* **Task prompt**
The expected answer is the set of lines in the data below between the line holding "use anyhow::Result;" and the line holding "use tokio::sync::Mutex;", inclusive, written out exactly.

Content starts

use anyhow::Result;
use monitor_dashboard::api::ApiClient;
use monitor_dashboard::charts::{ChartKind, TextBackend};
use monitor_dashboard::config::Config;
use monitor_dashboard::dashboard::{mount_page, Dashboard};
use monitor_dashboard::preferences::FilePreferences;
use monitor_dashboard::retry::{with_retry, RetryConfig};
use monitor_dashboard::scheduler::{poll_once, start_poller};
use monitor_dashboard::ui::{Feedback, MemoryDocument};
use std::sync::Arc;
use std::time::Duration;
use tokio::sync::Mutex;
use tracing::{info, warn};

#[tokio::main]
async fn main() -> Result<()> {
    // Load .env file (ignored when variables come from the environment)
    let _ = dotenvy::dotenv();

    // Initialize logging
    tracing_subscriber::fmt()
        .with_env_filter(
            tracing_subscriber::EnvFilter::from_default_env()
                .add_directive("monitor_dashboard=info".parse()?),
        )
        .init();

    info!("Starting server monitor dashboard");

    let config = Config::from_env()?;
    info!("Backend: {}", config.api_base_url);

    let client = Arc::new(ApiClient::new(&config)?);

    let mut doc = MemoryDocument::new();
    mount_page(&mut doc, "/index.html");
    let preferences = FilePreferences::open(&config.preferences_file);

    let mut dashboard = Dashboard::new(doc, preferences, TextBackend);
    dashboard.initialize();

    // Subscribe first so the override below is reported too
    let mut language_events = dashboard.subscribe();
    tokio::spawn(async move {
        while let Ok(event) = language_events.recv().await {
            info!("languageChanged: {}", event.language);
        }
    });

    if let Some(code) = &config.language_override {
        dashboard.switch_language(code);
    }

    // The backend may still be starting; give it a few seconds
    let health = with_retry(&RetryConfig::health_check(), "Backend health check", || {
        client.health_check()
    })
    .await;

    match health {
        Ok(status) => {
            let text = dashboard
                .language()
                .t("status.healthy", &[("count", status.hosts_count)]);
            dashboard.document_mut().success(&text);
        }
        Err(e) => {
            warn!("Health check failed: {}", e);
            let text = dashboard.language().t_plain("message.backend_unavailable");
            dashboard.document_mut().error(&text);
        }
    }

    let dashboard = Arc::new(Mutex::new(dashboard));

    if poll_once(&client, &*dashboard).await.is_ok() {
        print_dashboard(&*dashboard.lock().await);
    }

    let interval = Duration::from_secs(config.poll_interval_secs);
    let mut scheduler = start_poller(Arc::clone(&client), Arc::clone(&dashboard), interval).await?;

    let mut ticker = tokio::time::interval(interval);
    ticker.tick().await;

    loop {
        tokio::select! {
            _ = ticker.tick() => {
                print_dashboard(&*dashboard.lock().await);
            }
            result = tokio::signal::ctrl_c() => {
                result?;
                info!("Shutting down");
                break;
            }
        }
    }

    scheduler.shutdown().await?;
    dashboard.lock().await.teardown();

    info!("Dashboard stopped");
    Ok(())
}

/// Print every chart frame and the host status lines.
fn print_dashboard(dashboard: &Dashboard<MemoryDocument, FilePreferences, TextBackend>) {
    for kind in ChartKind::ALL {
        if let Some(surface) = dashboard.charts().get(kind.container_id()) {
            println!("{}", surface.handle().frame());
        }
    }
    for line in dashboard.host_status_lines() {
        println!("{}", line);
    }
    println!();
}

Content ends
Content starts

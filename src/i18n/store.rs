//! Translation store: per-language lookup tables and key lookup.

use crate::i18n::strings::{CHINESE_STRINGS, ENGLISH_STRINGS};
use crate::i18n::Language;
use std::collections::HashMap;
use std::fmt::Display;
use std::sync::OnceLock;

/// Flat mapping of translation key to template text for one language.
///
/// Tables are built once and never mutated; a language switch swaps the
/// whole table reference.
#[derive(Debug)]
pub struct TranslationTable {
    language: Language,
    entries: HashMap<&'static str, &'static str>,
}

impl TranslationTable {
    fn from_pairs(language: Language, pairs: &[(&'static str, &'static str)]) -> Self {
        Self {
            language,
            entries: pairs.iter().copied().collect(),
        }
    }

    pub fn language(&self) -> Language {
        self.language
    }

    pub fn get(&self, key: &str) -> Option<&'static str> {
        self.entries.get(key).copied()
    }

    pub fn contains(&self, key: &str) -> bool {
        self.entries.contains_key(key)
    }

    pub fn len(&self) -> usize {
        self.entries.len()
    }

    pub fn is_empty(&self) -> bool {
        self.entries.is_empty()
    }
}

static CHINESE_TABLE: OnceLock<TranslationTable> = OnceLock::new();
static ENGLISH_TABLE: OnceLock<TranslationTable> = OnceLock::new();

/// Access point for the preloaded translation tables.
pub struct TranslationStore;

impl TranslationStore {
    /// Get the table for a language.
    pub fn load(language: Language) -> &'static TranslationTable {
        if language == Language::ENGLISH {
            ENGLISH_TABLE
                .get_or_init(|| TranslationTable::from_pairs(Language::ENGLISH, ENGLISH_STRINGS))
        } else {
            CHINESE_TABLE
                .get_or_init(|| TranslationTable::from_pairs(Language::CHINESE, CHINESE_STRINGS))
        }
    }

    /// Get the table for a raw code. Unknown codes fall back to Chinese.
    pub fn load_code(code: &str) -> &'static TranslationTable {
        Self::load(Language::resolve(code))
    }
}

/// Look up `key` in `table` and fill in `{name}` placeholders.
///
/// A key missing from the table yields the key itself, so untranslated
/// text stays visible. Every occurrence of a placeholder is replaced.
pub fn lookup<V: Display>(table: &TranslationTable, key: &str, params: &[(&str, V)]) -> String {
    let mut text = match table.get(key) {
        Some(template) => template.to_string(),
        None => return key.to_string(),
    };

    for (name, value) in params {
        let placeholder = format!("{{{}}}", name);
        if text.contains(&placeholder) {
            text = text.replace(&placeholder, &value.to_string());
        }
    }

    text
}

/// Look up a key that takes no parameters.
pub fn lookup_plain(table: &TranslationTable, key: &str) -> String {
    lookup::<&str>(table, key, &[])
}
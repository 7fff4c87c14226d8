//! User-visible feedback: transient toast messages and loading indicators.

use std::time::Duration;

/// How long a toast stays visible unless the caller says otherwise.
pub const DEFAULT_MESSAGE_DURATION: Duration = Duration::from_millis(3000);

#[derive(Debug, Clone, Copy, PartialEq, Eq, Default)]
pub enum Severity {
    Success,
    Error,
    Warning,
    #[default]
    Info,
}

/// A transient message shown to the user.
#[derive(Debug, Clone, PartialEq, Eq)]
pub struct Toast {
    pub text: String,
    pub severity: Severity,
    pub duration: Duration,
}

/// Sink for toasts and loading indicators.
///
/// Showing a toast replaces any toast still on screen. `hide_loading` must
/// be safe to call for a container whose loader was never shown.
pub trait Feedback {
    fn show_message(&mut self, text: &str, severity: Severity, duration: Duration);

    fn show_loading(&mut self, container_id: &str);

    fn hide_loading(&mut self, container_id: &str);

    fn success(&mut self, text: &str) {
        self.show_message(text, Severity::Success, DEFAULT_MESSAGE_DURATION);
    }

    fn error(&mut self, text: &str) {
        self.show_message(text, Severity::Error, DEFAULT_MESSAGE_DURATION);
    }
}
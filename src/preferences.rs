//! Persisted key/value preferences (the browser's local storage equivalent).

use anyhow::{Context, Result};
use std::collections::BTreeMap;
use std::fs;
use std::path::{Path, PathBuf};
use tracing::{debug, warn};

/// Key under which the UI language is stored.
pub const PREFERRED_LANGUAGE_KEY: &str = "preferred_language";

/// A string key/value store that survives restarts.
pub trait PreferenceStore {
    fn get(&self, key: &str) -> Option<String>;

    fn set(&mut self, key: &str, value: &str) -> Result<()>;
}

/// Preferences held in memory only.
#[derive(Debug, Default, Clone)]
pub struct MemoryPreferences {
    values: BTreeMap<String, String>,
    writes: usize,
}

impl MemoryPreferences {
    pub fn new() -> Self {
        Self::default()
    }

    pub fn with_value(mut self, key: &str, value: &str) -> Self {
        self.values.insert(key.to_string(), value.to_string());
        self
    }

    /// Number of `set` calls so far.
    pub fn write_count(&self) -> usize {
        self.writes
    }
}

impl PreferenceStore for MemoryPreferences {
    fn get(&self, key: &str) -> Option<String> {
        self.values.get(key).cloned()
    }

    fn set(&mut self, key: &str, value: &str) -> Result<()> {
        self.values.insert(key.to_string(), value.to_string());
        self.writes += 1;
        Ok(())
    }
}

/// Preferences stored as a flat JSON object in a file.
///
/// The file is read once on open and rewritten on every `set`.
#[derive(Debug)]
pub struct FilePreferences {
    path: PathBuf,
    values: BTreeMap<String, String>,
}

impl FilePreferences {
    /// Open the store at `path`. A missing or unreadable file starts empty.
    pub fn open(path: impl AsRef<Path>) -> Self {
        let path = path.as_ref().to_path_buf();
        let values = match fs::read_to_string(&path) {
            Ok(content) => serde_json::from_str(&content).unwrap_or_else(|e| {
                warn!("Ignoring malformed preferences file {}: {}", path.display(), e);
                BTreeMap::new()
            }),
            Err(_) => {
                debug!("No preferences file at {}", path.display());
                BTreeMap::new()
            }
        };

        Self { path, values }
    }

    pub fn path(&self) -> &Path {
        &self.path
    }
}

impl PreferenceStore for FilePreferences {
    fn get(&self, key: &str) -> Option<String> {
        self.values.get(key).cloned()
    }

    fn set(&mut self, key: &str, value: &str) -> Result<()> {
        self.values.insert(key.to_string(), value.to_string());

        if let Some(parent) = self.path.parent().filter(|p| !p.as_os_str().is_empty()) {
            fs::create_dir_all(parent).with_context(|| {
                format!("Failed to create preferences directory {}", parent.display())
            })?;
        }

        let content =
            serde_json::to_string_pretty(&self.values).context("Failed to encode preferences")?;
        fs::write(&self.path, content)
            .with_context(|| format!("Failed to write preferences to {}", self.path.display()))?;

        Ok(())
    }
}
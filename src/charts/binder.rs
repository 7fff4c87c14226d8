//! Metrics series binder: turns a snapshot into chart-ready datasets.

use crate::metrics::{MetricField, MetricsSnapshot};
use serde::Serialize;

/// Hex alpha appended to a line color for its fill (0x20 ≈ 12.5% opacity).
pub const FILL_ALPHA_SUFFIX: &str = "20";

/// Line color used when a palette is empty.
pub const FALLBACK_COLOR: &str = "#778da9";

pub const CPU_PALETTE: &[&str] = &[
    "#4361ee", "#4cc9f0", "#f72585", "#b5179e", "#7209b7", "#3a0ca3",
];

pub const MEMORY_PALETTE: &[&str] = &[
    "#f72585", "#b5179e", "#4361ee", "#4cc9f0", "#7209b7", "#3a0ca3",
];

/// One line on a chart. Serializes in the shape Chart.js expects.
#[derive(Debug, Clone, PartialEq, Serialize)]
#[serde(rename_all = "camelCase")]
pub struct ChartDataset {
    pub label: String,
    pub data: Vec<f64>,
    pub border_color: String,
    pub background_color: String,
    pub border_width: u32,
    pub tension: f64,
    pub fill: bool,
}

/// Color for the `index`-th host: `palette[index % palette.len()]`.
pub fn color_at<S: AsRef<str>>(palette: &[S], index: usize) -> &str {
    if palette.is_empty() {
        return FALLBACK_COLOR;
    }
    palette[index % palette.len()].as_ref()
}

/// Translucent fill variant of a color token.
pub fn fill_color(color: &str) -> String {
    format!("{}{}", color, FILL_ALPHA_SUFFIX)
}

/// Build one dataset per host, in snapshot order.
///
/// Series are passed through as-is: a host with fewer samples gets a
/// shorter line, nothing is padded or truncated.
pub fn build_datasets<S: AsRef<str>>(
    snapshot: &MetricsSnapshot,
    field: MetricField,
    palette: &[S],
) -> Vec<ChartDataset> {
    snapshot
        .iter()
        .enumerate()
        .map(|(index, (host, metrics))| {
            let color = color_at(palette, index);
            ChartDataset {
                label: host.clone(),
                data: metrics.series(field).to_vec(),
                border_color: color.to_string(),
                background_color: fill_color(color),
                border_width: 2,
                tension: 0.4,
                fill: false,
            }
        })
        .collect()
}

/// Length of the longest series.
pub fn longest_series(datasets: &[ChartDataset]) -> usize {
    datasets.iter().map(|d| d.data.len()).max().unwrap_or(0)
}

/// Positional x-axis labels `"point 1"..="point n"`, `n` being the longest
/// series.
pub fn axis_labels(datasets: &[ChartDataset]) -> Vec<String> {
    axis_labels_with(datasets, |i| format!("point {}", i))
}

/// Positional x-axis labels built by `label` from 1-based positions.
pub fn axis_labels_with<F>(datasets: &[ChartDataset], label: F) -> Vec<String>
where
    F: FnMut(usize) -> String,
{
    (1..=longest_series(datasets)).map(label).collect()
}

Content ends

* **Expected answer**
use anyhow::Result;
use monitor_dashboard::api::ApiClient;
use monitor_dashboard::charts::{ChartKind, TextBackend};
use monitor_dashboard::config::Config;
use monitor_dashboard::dashboard::{mount_page, Dashboard};
use monitor_dashboard::preferences::FilePreferences;
use monitor_dashboard::retry::{with_retry, RetryConfig};
use monitor_dashboard::scheduler::{poll_once, start_poller};
use monitor_dashboard::ui::{Feedback, MemoryDocument};
use std::sync::Arc;
use std::time::Duration;
use tokio::sync::Mutex;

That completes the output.